# PROBLEM REQUIREMENTS
Below are the records. State how many of their lines contain "KeypointState", with nothing else.

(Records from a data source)
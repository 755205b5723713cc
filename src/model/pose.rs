//! Pose record: the 17 keypoints of one image plus its scoring and triage state.

use std::fmt;

use crate::constants::{SCORE_MAX, SCORE_MIN, UNSCORED};
use crate::model::keypoint::{KEYPOINT_COUNT, Keypoint, KeypointState};
use crate::zoom_math::BoundingBox;

/// The three per-image scores that gate forward navigation.
#[derive(Debug, Clone, Copy, PartialEq, Eq, Hash)]
pub enum ScoreKind {
    Novelty,
    EnvironmentInteraction,
    PersonFit,
}

impl ScoreKind {
    /// All score kinds in display order.
    pub fn all() -> &'static [ScoreKind] {
        &[
            ScoreKind::Novelty,
            ScoreKind::EnvironmentInteraction,
            ScoreKind::PersonFit,
        ]
    }

    /// Key used in annotation files.
    pub fn json_key(&self) -> &'static str {
        match self {
            ScoreKind::Novelty => "novelty",
            ScoreKind::EnvironmentInteraction => "environment_interaction",
            ScoreKind::PersonFit => "person_fit",
        }
    }

    /// Human-readable name.
    pub fn label(&self) -> &'static str {
        match self {
            ScoreKind::Novelty => "pose novelty",
            ScoreKind::EnvironmentInteraction => "environment interaction",
            ScoreKind::PersonFit => "person fit",
        }
    }
}

impl fmt::Display for ScoreKind {
    fn fmt(&self, f: &mut fmt::Formatter<'_>) -> fmt::Result {
        f.write_str(self.label())
    }
}

/// A score outside `-1..=5` was rejected.
#[derive(Debug, Clone, PartialEq, Eq, thiserror::Error)]
#[error("{kind} score {value} is outside 0..=5 (use -1 to clear)")]
pub struct InvalidScore {
    pub kind: ScoreKind,
    pub value: i32,
}

/// Check whether a raw score value is legal (`-1` or `0..=5`).
pub fn is_valid_score(value: i32) -> bool {
    value == UNSCORED || (SCORE_MIN..=SCORE_MAX).contains(&value)
}

/// Full annotation for one image.
///
/// The keypoint sequence is a fixed-size array, so its length and order can
/// never drift from the 17-landmark schema.
#[derive(Debug, Clone, PartialEq)]
pub struct PoseRecord {
    keypoints: [Keypoint; KEYPOINT_COUNT],
    /// Detector instance id (provenance, never edited)
    pub(crate) raw_id: i64,
    /// Detector confidences (provenance, never edited)
    pub(crate) raw_scores: Vec<f64>,
    novelty: i32,
    environment_interaction: i32,
    person_fit: i32,
    /// Empty means active; anything else marks the image as triaged
    pub skip_reason: String,
    /// Deprecated single score, carried through unchanged
    pub(crate) legacy_score: i32,
}

impl PoseRecord {
    /// A fresh record: all keypoints at the origin, occluded, unscored.
    pub fn new() -> Self {
        Self {
            keypoints: std::array::from_fn(Keypoint::at_slot),
            raw_id: 0,
            raw_scores: Vec::new(),
            novelty: UNSCORED,
            environment_interaction: UNSCORED,
            person_fit: UNSCORED,
            skip_reason: String::new(),
            legacy_score: UNSCORED,
        }
    }

    pub fn keypoints(&self) -> &[Keypoint; KEYPOINT_COUNT] {
        &self.keypoints
    }

    pub fn keypoint(&self, index: usize) -> Option<&Keypoint> {
        self.keypoints.get(index)
    }

    /// Overwrite the editable state of one keypoint, returning the previous state.
    pub fn set_keypoint_state(&mut self, index: usize, state: KeypointState) -> Option<KeypointState> {
        let kp = self.keypoints.get_mut(index)?;
        let previous = kp.state();
        kp.apply(state);
        Some(previous)
    }

    pub fn raw_id(&self) -> i64 {
        self.raw_id
    }

    pub fn raw_scores(&self) -> &[f64] {
        &self.raw_scores
    }

    pub fn legacy_score(&self) -> i32 {
        self.legacy_score
    }

    pub fn score(&self, kind: ScoreKind) -> i32 {
        match kind {
            ScoreKind::Novelty => self.novelty,
            ScoreKind::EnvironmentInteraction => self.environment_interaction,
            ScoreKind::PersonFit => self.person_fit,
        }
    }

    /// Set a score; `-1` clears it.
    pub fn set_score(&mut self, kind: ScoreKind, value: i32) -> Result<(), InvalidScore> {
        if !is_valid_score(value) {
            return Err(InvalidScore { kind, value });
        }
        *self.score_mut(kind) = value;
        Ok(())
    }

    fn score_mut(&mut self, kind: ScoreKind) -> &mut i32 {
        match kind {
            ScoreKind::Novelty => &mut self.novelty,
            ScoreKind::EnvironmentInteraction => &mut self.environment_interaction,
            ScoreKind::PersonFit => &mut self.person_fit,
        }
    }

    /// Scores that are still unset, in display order.
    pub fn missing_scores(&self) -> Vec<ScoreKind> {
        ScoreKind::all()
            .iter()
            .copied()
            .filter(|&kind| self.score(kind) < 0)
            .collect()
    }

    pub fn is_fully_scored(&self) -> bool {
        self.missing_scores().is_empty()
    }

    pub fn is_triaged(&self) -> bool {
        !self.skip_reason.is_empty()
    }

    /// Active and not fully scored yet.
    pub fn needs_work(&self) -> bool {
        !self.is_triaged() && !self.is_fully_scored()
    }

    /// Whether any keypoint carries real (non-placeholder) coordinates.
    pub fn has_real_data(&self) -> bool {
        self.keypoints.iter().any(Keypoint::has_real_data)
    }

    /// Bounding box of the keypoints with real coordinates.
    pub fn bounding_box(&self) -> Option<BoundingBox> {
        let mut real = self.keypoints.iter().filter(|kp| kp.has_real_data());
        let first = real.next()?;
        let init = BoundingBox::new(first.x, first.y, first.x, first.y);

        Some(real.fold(init, |b, kp| {
            BoundingBox::new(
                b.min_x.min(kp.x),
                b.min_y.min(kp.y),
                b.max_x.max(kp.x),
                b.max_y.max(kp.y),
            )
        }))
    }
}

impl Default for PoseRecord {
    fn default() -> Self {
        Self::new()
    }
}

#[cfg(test)]
mod tests {
    use super::*;
    use crate::model::keypoint::{KEYPOINT_NAMES, Visibility};

    #[test]
    fn test_new_record_defaults() {
        let pose = PoseRecord::new();
        assert_eq!(pose.keypoints().len(), KEYPOINT_COUNT);
        for (kp, name) in pose.keypoints().iter().zip(KEYPOINT_NAMES) {
            assert_eq!(kp.name(), name);
            assert_eq!(kp.state(), KeypointState::default());
        }
        assert_eq!(pose.missing_scores(), ScoreKind::all());
        assert!(pose.needs_work());
        assert!(!pose.has_real_data());
        assert_eq!(pose.bounding_box(), None);
    }

    #[test]
    fn test_set_score_range() {
        let mut pose = PoseRecord::new();
        assert!(pose.set_score(ScoreKind::Novelty, 5).is_ok());
        assert!(pose.set_score(ScoreKind::PersonFit, -1).is_ok());

        let err = pose.set_score(ScoreKind::PersonFit, 6).unwrap_err();
        assert_eq!(err.kind, ScoreKind::PersonFit);
        assert_eq!(pose.score(ScoreKind::PersonFit), -1);
        assert!(pose.set_score(ScoreKind::Novelty, -2).is_err());
        assert_eq!(pose.score(ScoreKind::Novelty), 5);
    }

    #[test]
    fn test_missing_scores_and_needs_work() {
        let mut pose = PoseRecord::new();
        pose.set_score(ScoreKind::Novelty, 0).unwrap();
        pose.set_score(ScoreKind::PersonFit, 2).unwrap();
        assert_eq!(pose.missing_scores(), vec![ScoreKind::EnvironmentInteraction]);
        assert!(pose.needs_work());

        pose.skip_reason = "blur".to_string();
        assert!(!pose.needs_work());
        assert!(pose.is_triaged());
    }

    #[test]
    fn test_bounding_box_ignores_placeholders() {
        let mut pose = PoseRecord::new();
        pose.set_keypoint_state(0, KeypointState::new(50.0, 80.0, Visibility::Visible));
        pose.set_keypoint_state(5, KeypointState::new(20.0, 140.0, Visibility::Occluded));
        pose.set_keypoint_state(9, KeypointState::new(0.5, 300.0, Visibility::Visible));

        let bbox = pose.bounding_box().unwrap();
        assert_eq!(bbox, BoundingBox::new(20.0, 80.0, 50.0, 140.0));
        assert!(pose.has_real_data());
    }

    #[test]
    fn test_set_keypoint_state_out_of_range() {
        let mut pose = PoseRecord::new();
        assert!(pose.set_keypoint_state(KEYPOINT_COUNT, KeypointState::default()).is_none());
    }
}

# RESPONSE
7